> _Instructions for the task_
Extract precisely the lines of the entries below, from the first line through the line containing "from the document.".

> _Extracted material_
//! Document structure for schema-less collections.

use serde::{Deserialize, Serialize};
use serde_json::{Map, Value};

use crate::document::value::stringify_value;
use crate::error::{HoplonError, Result};
use crate::query::StoredFields;

/// A document is a single JSON object stored in an index.
///
/// Fields are added dynamically; which of them are searchable or returned in
/// hits is decided by the index's [`IndexConfig`](crate::schema::IndexConfig).
#[derive(Clone, Serialize, Deserialize, Debug, Default, PartialEq)]
#[serde(transparent)]
pub struct Document {
    fields: Map<String, Value>,
}

impl Document {
    /// Create a new empty document.
    pub fn new() -> Self {
        Document { fields: Map::new() }
    }

    /// Create a document from an existing JSON object.
    pub fn from_map(fields: Map<String, Value>) -> Self {
        Document { fields }
    }

    /// Create a document from a JSON value, which must be an object.
    pub fn from_value(value: Value) -> Result<Self> {
        match value {
            Value::Object(fields) => Ok(Document { fields }),
            other => Err(HoplonError::validation(format!(
                "Document must be a JSON object, got: {other}"
            ))),
        }
    }

    /// Set a field value, replacing any previous value.
    pub fn add_field<S: Into<String>>(&mut self, name: S, value: Value) {
        self.fields.insert(name.into(), value);
    }

    /// Get a field value.
    pub fn get_field(&self, name: &str) -> Option<&Value> {
        self.fields.get(name)
    }

    /// Check if the document has a field.
    pub fn has_field(&self, name: &str) -> bool {
        self.fields.contains_key(name)
    }

    /// Remove a field from the document.
    pub fn remove_field(&mut self, name: &str) -> Option<Value> {
        self.fields.remove(name)
    }

    /// Get all field values.
    pub fn fields(&self) -> &Map<String, Value> {
        &self.fields
    }

    /// Consume the document and return its fields.
    pub fn into_fields(self) -> Map<String, Value> {
        self.fields
    }

    /// Get the number of fields.
    pub fn len(&self) -> usize {
        self.fields.len()
    }

    /// Check if the document is empty.
    pub fn is_empty(&self) -> bool {
        self.fields.is_empty()
    }

    /// The identifier stored at `id_field`, stringified.
    ///
    /// Returns `None` when the field is missing or null.
    pub fn id(&self, id_field: &str) -> Option<String> {
        match self.fields.get(id_field) {
            None | Some(Value::Null) => None,
            Some(value) => Some(stringify_value(value)),
        }
    }

    /// Coerce the identifier at `id_field` to a string value.
    ///
    /// Fails with a validation error when the identifier is missing or null.
    pub fn with_string_id(mut self, id_field: &str) -> Result<Self> {
        let id = self.id(id_field).ok_or_else(|| {
            HoplonError::validation(format!("Document missing required ID field: {id_field}"))
        })?;
        self.fields.insert(id_field.to_string(), Value::String(id));
        Ok(self)
    }

    /// Create a builder for constructing documents.
    pub fn builder() -> DocumentBuilder {
        DocumentBuilder::new()
    }
}

impl From<Map<String, Value>> for Document {
    fn from(fields: Map<String, Value>) -> Self {
        Document::from_map(fields)
    }
}

impl StoredFields for Document {
    fn stored_fields(&self) -> &Map<String, Value> {
        &self.fields
    }
}

/// A builder for constructing documents in a fluent manner.
#[derive(Debug, Default)]
pub struct DocumentBuilder {
    document: Document,
}

impl DocumentBuilder {
    /// Create a new document builder.
    pub fn new() -> Self {
        DocumentBuilder {
            document: Document::new(),
        }
    }

    /// Add a field to the document.
    pub fn add_field<S: Into<String>>(mut self, name: S, value: Value) -> Self {
        self.document.add_field(name, value);
        self
    }

    /// Add a text field to the document.
    pub fn add_text<S: Into<String>, T: Into<String>>(self, name: S, value: T) -> Self {
        self.add_field(name, Value::String(value.into()))
    }

    /// Build the final document.
    pub fn build(self) -> Document {
        self.document
    }
}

> _Task solution_
//! Document structure for schema-less collections.

use serde::{Deserialize, Serialize};
use serde_json::{Map, Value};

use crate::document::value::stringify_value;
use crate::error::{HoplonError, Result};
use crate::query::StoredFields;

/// A document is a single JSON object stored in an index.
///
/// Fields are added dynamically; which of them are searchable or returned in
/// hits is decided by the index's [`IndexConfig`](crate::schema::IndexConfig).
#[derive(Clone, Serialize, Deserialize, Debug, Default, PartialEq)]
#[serde(transparent)]
pub struct Document {
    fields: Map<String, Value>,
}

impl Document {
    /// Create a new empty document.
    pub fn new() -> Self {
        Document { fields: Map::new() }
    }

    /// Create a document from an existing JSON object.
    pub fn from_map(fields: Map<String, Value>) -> Self {
        Document { fields }
    }

    /// Create a document from a JSON value, which must be an object.
    pub fn from_value(value: Value) -> Result<Self> {
        match value {
            Value::Object(fields) => Ok(Document { fields }),
            other => Err(HoplonError::validation(format!(
                "Document must be a JSON object, got: {other}"
            ))),
        }
    }

    /// Set a field value, replacing any previous value.
    pub fn add_field<S: Into<String>>(&mut self, name: S, value: Value) {
        self.fields.insert(name.into(), value);
    }

    /// Get a field value.
    pub fn get_field(&self, name: &str) -> Option<&Value> {
        self.fields.get(name)
    }

    /// Check if the document has a field.
    pub fn has_field(&self, name: &str) -> bool {
        self.fields.contains_key(name)
    }

    /// Remove a field from the document.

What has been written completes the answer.